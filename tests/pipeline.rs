//! End-to-end runs of the capsule mesh pipeline.

use std::collections::HashMap;
use std::fs;

use approx::assert_relative_eq;
use capsule_mesh::prelude::*;
use capsule_mesh::topology::EdgeShape;
use capsule_mesh::{Side, VertexKey};

fn config_in(dir: &tempfile::TempDir) -> CapsuleMeshConfig {
    CapsuleMeshConfig::new().with_output_path(dir.path().join("system").join("blockMeshDict"))
}

#[test]
fn reference_topology_counts() {
    let topology = CapsuleMeshPipeline::default().build().unwrap();

    assert_eq!(topology.points().len(), 44);
    assert_eq!(topology.blocks().len(), 10);

    let arcs = topology.edges().iter().filter(|e| e.is_arc()).count();
    assert_eq!(arcs, 16);
    let splines: Vec<usize> = topology
        .edges()
        .iter()
        .filter_map(|e| match &e.shape {
            EdgeShape::Spline { points } => Some(points.len()),
            EdgeShape::Arc { .. } => None,
        })
        .collect();
    assert_eq!(splines, vec![10; 8]);

    assert_eq!(topology.patches().len(), 3);
    let mut references: HashMap<usize, usize> = HashMap::new();
    for patch in topology.patches() {
        for face in &patch.faces {
            *references.entry(face.block).or_default() += 1;
        }
    }
    assert_eq!(references.len(), 10);
    assert!(references.values().all(|&n| n == 2));
}

#[test]
fn circumferential_cells_close_each_half() {
    let topology = CapsuleMeshPipeline::default().build().unwrap();
    let nz: Vec<usize> = topology.blocks().iter().map(|b| b.cells.nz).collect();
    assert_eq!(nz, vec![26, 19, 16, 33, 27, 27, 33, 16, 19, 26]);
    assert_eq!(nz[..5].iter().sum::<usize>(), 121);
    assert_eq!(nz[5..].iter().sum::<usize>(), 121);
}

#[test]
fn run_writes_complete_dictionary() {
    let dir = tempfile::tempdir().unwrap();
    let written = CapsuleMeshPipeline::new(config_in(&dir)).run().unwrap();
    let text = fs::read_to_string(&written).unwrap();

    assert!(text.starts_with("FoamFile"));
    assert!(text.contains("convertToMeters 1;"));
    assert_eq!(text.lines().filter(|l| l.trim_start().starts_with("hex (")).count(), 10);
    assert_eq!(text.lines().filter(|l| l.trim_start().starts_with("arc ")).count(), 16);
    assert_eq!(text.lines().filter(|l| l.trim_start().starts_with("spline ")).count(), 8);
    assert!(text.contains("b1 (41 1 26) simpleGrading (0.001 1 1)"));
    assert!(text.contains("type wall;"));
    assert_eq!(text.matches("type patch;").count(), 2);
    assert!(text.trim_end().ends_with(");"));
    assert!(text.contains("mergePatchPairs"));
}

#[test]
fn vertex_names_are_unique_in_output() {
    let dir = tempfile::tempdir().unwrap();
    let written = CapsuleMeshPipeline::new(config_in(&dir)).run().unwrap();
    let text = fs::read_to_string(written).unwrap();

    let start = text.find("vertices").unwrap();
    let end = text[start..].find(");").unwrap() + start;
    let names: Vec<&str> = text[start..end]
        .lines()
        .filter_map(|l| l.split("//").nth(1))
        .filter_map(|comment| comment.split_whitespace().nth(1))
        .collect();
    assert_eq!(names.len(), 44);
    let unique: std::collections::HashSet<&&str> = names.iter().collect();
    assert_eq!(unique.len(), 44);
    assert_eq!(names[0], "v0f");
    assert_eq!(names[1], "v1f");
    assert_eq!(names[7], "v0b");
}

#[test]
fn failed_run_leaves_no_file() {
    let dir = tempfile::tempdir().unwrap();
    let config = config_in(&dir).with_resolution(41, 1, 10);
    let output = config.output_path.clone();

    let result = CapsuleMeshPipeline::new(config).run();
    assert!(matches!(result, Err(MeshError::InvalidBlockResolution { .. })));
    assert!(!output.exists());
    assert!(!output.with_file_name("blockMeshDict.tmp").exists());
}

#[test]
fn body_scales_linearly_with_diameter() {
    let small = CapsuleMeshPipeline::new(CapsuleMeshConfig::new().with_diameter(0.4))
        .build()
        .unwrap();
    let large = CapsuleMeshPipeline::new(CapsuleMeshConfig::new().with_diameter(0.8))
        .build()
        .unwrap();

    for station in [1u8, 2, 3, 4, 5, 6, 8, 10] {
        for key in [VertexKey::body(station, Side::Front), VertexKey::far_field(station, Side::Back)] {
            let a = small.point(key).unwrap().position;
            let b = large.point(key).unwrap().position;
            assert_relative_eq!(b.x, 2.0 * a.x, epsilon = 1e-12);
            assert_relative_eq!(b.z, 2.0 * a.z, epsilon = 1e-12);
            assert_relative_eq!(b.y, a.y);
        }
    }
}

#[test]
fn dump_points_writes_both_files() {
    let dir = tempfile::tempdir().unwrap();
    let dump = dir.path().join("points.json");
    let written = CapsuleMeshPipeline::new(config_in(&dir))
        .run_with_dump(&dump)
        .unwrap();

    assert!(written.exists());
    let value: serde_json::Value = serde_json::from_str(&fs::read_to_string(dump).unwrap()).unwrap();
    let points = value["points"].as_object().unwrap();
    assert!(points.contains_key("c1011"));
    assert!(points.contains_key("e78"));
    assert_relative_eq!(value["diameter"].as_f64().unwrap(), 0.4);
}
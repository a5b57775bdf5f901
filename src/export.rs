//! blockMeshDict export
//!
//! Renders a [`MeshTopology`] to the OpenFOAM `blockMeshDict` text format and
//! writes it atomically: the whole file is built in memory, written to a
//! sibling temporary file and renamed over the target. A failed export never
//! leaves a truncated dictionary behind.

use std::fmt::{self, Write as _};
use std::fs;
use std::path::{Path, PathBuf};

use nalgebra::Point3;
use serde::{Deserialize, Serialize};

use crate::contour::Contour;
use crate::error::{MeshError, MeshResult};
use crate::topology::{EdgeShape, MeshTopology};

/// Length unit of the written coordinates.
///
/// Geometry is computed in meters. Coordinates are scaled into the chosen
/// unit and `convertToMeters` brings them back.
#[derive(Debug, Clone, Copy, PartialEq, Eq, Default, Serialize, Deserialize)]
#[serde(rename_all = "lowercase")]
pub enum ExportUnits {
    /// Meters (SI base unit)
    #[default]
    Meters,
    Millimeters,
    Micrometers,
}

impl ExportUnits {
    /// Factor from meters to this unit.
    #[must_use]
    pub const fn scale_factor(self) -> f64 {
        match self {
            Self::Meters => 1.0,
            Self::Millimeters => 1000.0,
            Self::Micrometers => 1_000_000.0,
        }
    }

    /// Value written as `convertToMeters`.
    #[must_use]
    pub fn convert_to_meters(self) -> f64 {
        1.0 / self.scale_factor()
    }
}

/// Writer for the `blockMeshDict` format
#[derive(Debug, Clone)]
pub struct BlockMeshDictExporter {
    /// Decimals kept for every coordinate
    precision: usize,
    units: ExportUnits,
}

impl BlockMeshDictExporter {
    #[must_use]
    pub const fn new() -> Self {
        Self {
            precision: crate::defaults::COORDINATE_PRECISION,
            units: ExportUnits::Meters,
        }
    }

    /// Set coordinate precision
    #[must_use]
    pub const fn with_precision(mut self, precision: usize) -> Self {
        self.precision = precision;
        self
    }

    /// Set export units
    #[must_use]
    pub const fn with_units(mut self, units: ExportUnits) -> Self {
        self.units = units;
        self
    }

    #[must_use]
    pub const fn precision(&self) -> usize {
        self.precision
    }

    #[must_use]
    pub const fn units(&self) -> ExportUnits {
        self.units
    }

    /// Render the dictionary. Every reference is checked first.
    pub fn render(&self, topology: &MeshTopology) -> MeshResult<String> {
        topology.validate()?;
        if topology.blocks().is_empty() {
            return Err(MeshError::export_error("topology has no blocks"));
        }

        let mut out = String::new();
        self.write_dict(topology, &mut out)
            .map_err(|e| MeshError::export_error(format!("failed to format blockMeshDict: {e}")))?;
        Ok(out)
    }

    /// Render and write the dictionary to `path`.
    pub fn export<P: AsRef<Path>>(&self, topology: &MeshTopology, path: P) -> MeshResult<PathBuf> {
        let content = self.render(topology)?;
        let path = path.as_ref();
        write_atomically(path, &content)?;
        log::info!(
            "Exported blockMeshDict with {} vertices, {} blocks, {} edges to {}",
            topology.points().len(),
            topology.blocks().len(),
            topology.edges().len(),
            path.display()
        );
        Ok(path.to_path_buf())
    }

    fn write_dict(&self, topology: &MeshTopology, out: &mut String) -> fmt::Result {
        // OpenFOAM header
        writeln!(out, "FoamFile")?;
        writeln!(out, "{{")?;
        writeln!(out, "    version     2.0;")?;
        writeln!(out, "    format      ascii;")?;
        writeln!(out, "    class       dictionary;")?;
        writeln!(out, "    object      blockMeshDict;")?;
        writeln!(out, "}}")?;
        writeln!(out)?;
        writeln!(out, "convertToMeters {};", self.units.convert_to_meters())?;
        writeln!(out)?;

        writeln!(out, "vertices")?;
        writeln!(out, "(")?;
        for (index, point) in topology.points().iter().enumerate() {
            writeln!(
                out,
                "    {} // {} {}",
                self.vector(&point.position),
                index,
                point.name()
            )?;
        }
        writeln!(out, ");")?;
        writeln!(out)?;

        writeln!(out, "edges")?;
        writeln!(out, "(")?;
        for edge in topology.edges() {
            let (start, end) = (index_of(topology, edge.start), index_of(topology, edge.end));
            match &edge.shape {
                EdgeShape::Arc { midpoint } => {
                    writeln!(
                        out,
                        "    arc {start} {end} {} // {} {}",
                        self.vector(midpoint),
                        edge.start,
                        edge.end
                    )?;
                }
                EdgeShape::Spline { points } => {
                    writeln!(out, "    spline {start} {end} // {} {}", edge.start, edge.end)?;
                    writeln!(out, "    (")?;
                    for point in points {
                        writeln!(out, "        {}", self.vector(point))?;
                    }
                    writeln!(out, "    )")?;
                }
            }
        }
        writeln!(out, ");")?;
        writeln!(out)?;

        writeln!(out, "blocks")?;
        writeln!(out, "(")?;
        for block in topology.blocks() {
            let corners: Vec<String> = block
                .vertices
                .iter()
                .map(|key| index_of(topology, *key).to_string())
                .collect();
            writeln!(
                out,
                "    hex ({}) {} ({} {} {}) simpleGrading ({} {} {})",
                corners.join(" "),
                block.name(),
                block.cells.nx,
                block.cells.ny,
                block.cells.nz,
                block.grading.x,
                block.grading.y,
                block.grading.z
            )?;
        }
        writeln!(out, ");")?;
        writeln!(out)?;

        writeln!(out, "boundary")?;
        writeln!(out, "(")?;
        for patch in topology.patches() {
            writeln!(out, "    {}", patch.name)?;
            writeln!(out, "    {{")?;
            writeln!(out, "        type {};", patch.patch_type)?;
            writeln!(out, "        faces")?;
            writeln!(out, "        (")?;
            for face in &patch.faces {
                let Some(block) = topology.block(face.block) else {
                    return Err(fmt::Error);
                };
                let corners: Vec<String> = block
                    .face(face.direction)
                    .iter()
                    .map(|key| index_of(topology, *key).to_string())
                    .collect();
                writeln!(
                    out,
                    "            ({}) // {} {}",
                    corners.join(" "),
                    block.name(),
                    face.direction.symbol()
                )?;
            }
            writeln!(out, "        );")?;
            writeln!(out, "    }}")?;
        }
        writeln!(out, ");")?;
        writeln!(out)?;

        writeln!(out, "mergePatchPairs")?;
        writeln!(out, "(")?;
        writeln!(out, ");")?;
        Ok(())
    }

    /// `(x y z)` in the export unit, rounded to the configured precision.
    fn vector(&self, point: &Point3<f64>) -> String {
        let scale = self.units.scale_factor();
        format!(
            "({} {} {})",
            self.coordinate(point.x * scale),
            self.coordinate(point.y * scale),
            self.coordinate(point.z * scale)
        )
    }

    fn coordinate(&self, value: f64) -> String {
        let text = format!("{:.precision$}", value, precision = self.precision);
        // "-0.0000" for tiny negatives
        if text.starts_with('-') && text[1..].chars().all(|c| c == '0' || c == '.') {
            text[1..].to_string()
        } else {
            text
        }
    }
}

impl Default for BlockMeshDictExporter {
    fn default() -> Self {
        Self::new()
    }
}

// Only called after `validate`, so every key is declared.
fn index_of(topology: &MeshTopology, key: crate::naming::VertexKey) -> usize {
    topology.vertex_index(key).unwrap_or_default()
}

/// Write the 2D control points and spline segments as pretty JSON.
pub fn export_contour_json<P: AsRef<Path>>(contour: &Contour, path: P) -> MeshResult<PathBuf> {
    let content = serde_json::to_string_pretty(contour)?;
    let path = path.as_ref();
    write_atomically(path, &content)?;
    log::info!(
        "Dumped {} contour points and {} segments to {}",
        contour.points().count(),
        contour.segments().len(),
        path.display()
    );
    Ok(path.to_path_buf())
}

/// Write `content` next to `path` and rename it into place.
fn write_atomically(path: &Path, content: &str) -> MeshResult<()> {
    let file_name = path
        .file_name()
        .ok_or_else(|| MeshError::export_error(format!("{} is not a file path", path.display())))?;

    if let Some(parent) = path.parent().filter(|p| !p.as_os_str().is_empty()) {
        fs::create_dir_all(parent).map_err(|e| {
            MeshError::export_error(format!("failed to create directory {}: {e}", parent.display()))
        })?;
    }

    let mut tmp_name = file_name.to_os_string();
    tmp_name.push(".tmp");
    let tmp = path.with_file_name(tmp_name);

    if let Err(e) = fs::write(&tmp, content) {
        let _ = fs::remove_file(&tmp);
        return Err(MeshError::export_error(format!(
            "failed to write {}: {e}",
            tmp.display()
        )));
    }
    if let Err(e) = fs::rename(&tmp, path) {
        let _ = fs::remove_file(&tmp);
        return Err(MeshError::export_error(format!(
            "failed to move {} into place: {e}",
            path.display()
        )));
    }
    Ok(())
}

****************************************

▶ Assigned task: Reproduce every line of the entries above, unchanged, from the very first one down to and including the line containing "fn config_in(dir: &tempfile::TempDir)".

▶ Exercise answer:
filename tests/pipeline.rs
//! End-to-end runs of the capsule mesh pipeline.

use std::collections::HashMap;
use std::fs;

use approx::assert_relative_eq;
use capsule_mesh::prelude::*;
use capsule_mesh::topology::EdgeShape;
use capsule_mesh::{Side, VertexKey};

fn config_in(dir: &tempfile::TempDir) -> CapsuleMeshConfig {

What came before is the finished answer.